**** Data for the task

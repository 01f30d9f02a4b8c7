use clap::Parser;
use vowel_brew::core::ingredients;
use vowel_brew::domain::ports::ConfigProvider;
use vowel_brew::utils::{logger, validation::Validate};
use vowel_brew::{BrewEngine, BrewPipeline, BrewTomlConfig, CliConfig, LocalStorage};

#[tokio::main]
async fn main() -> Result<(), Box<dyn std::error::Error>> {
    let config = CliConfig::parse();

    logger::init_cli_logger(config.verbose);

    tracing::info!("Starting vowel-brew CLI");
    if config.verbose {
        tracing::debug!("CLI config: {:?}", config);
    }

    if config.ingredients {
        println!("{}", ingredients::render_gallery());
        return Ok(());
    }

    if let Some(config_path) = &config.config {
        tracing::info!("📁 Loading configuration from: {}", config_path);
        let mut toml_config = match BrewTomlConfig::from_file(config_path) {
            Ok(toml_config) => toml_config,
            Err(e) => {
                eprintln!("❌ Failed to load config file '{}': {}", config_path, e);
                eprintln!("💡 Make sure the file exists and is valid TOML format");
                std::process::exit(1);
            }
        };

        // Explicit command-line flags win over the file.
        config.apply_overrides(&mut toml_config);

        if let Some(name) = toml_config.blend_name() {
            tracing::info!("Brewing blend: {}", name);
        }

        run_engine(toml_config).await;
    } else {
        run_engine(config).await;
    }

    Ok(())
}

async fn run_engine<C: ConfigProvider + Validate + 'static>(config: C) {
    if let Err(e) = config.validate() {
        tracing::error!("❌ Configuration validation failed: {}", e);
        tracing::error!("💡 Suggestion: {}", e.recovery_suggestion());
        eprintln!("❌ {}", e.user_friendly_message());
        std::process::exit(1);
    }

    let storage = LocalStorage::new(".");
    let pipeline = BrewPipeline::new(storage, config);
    let engine = BrewEngine::new(pipeline);

    match engine.run().await {
        Ok(destination) => {
            tracing::info!("✅ Brew completed successfully!");
            tracing::info!("📁 Output served to: {}", destination);
        }
        Err(e) => {
            tracing::error!(
                "❌ Brew failed: {} (Category: {:?}, Severity: {:?})",
                e,
                e.category(),
                e.severity()
            );
            tracing::error!("💡 Recovery suggestion: {}", e.recovery_suggestion());

            eprintln!("❌ {}", e.user_friendly_message());
            eprintln!("💡 {}", e.recovery_suggestion());

            let exit_code = match e.severity() {
                vowel_brew::utils::error::ErrorSeverity::Low => 0,
                vowel_brew::utils::error::ErrorSeverity::Medium => 2,
                vowel_brew::utils::error::ErrorSeverity::High => 1,
                vowel_brew::utils::error::ErrorSeverity::Critical => 3,
            };

            if exit_code > 0 {
                std::process::exit(exit_code);
            }
        }
    }
}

********

• [Exercise]
The lines to copy are those above that contain the string "info".

• [Written answer]
    tracing::info!("Starting vowel-brew CLI");
        tracing::info!("📁 Loading configuration from: {}", config_path);
            tracing::info!("Brewing blend: {}", name);
            tracing::info!("✅ Brew completed successfully!");
            tracing::info!("📁 Output served to: {}", destination);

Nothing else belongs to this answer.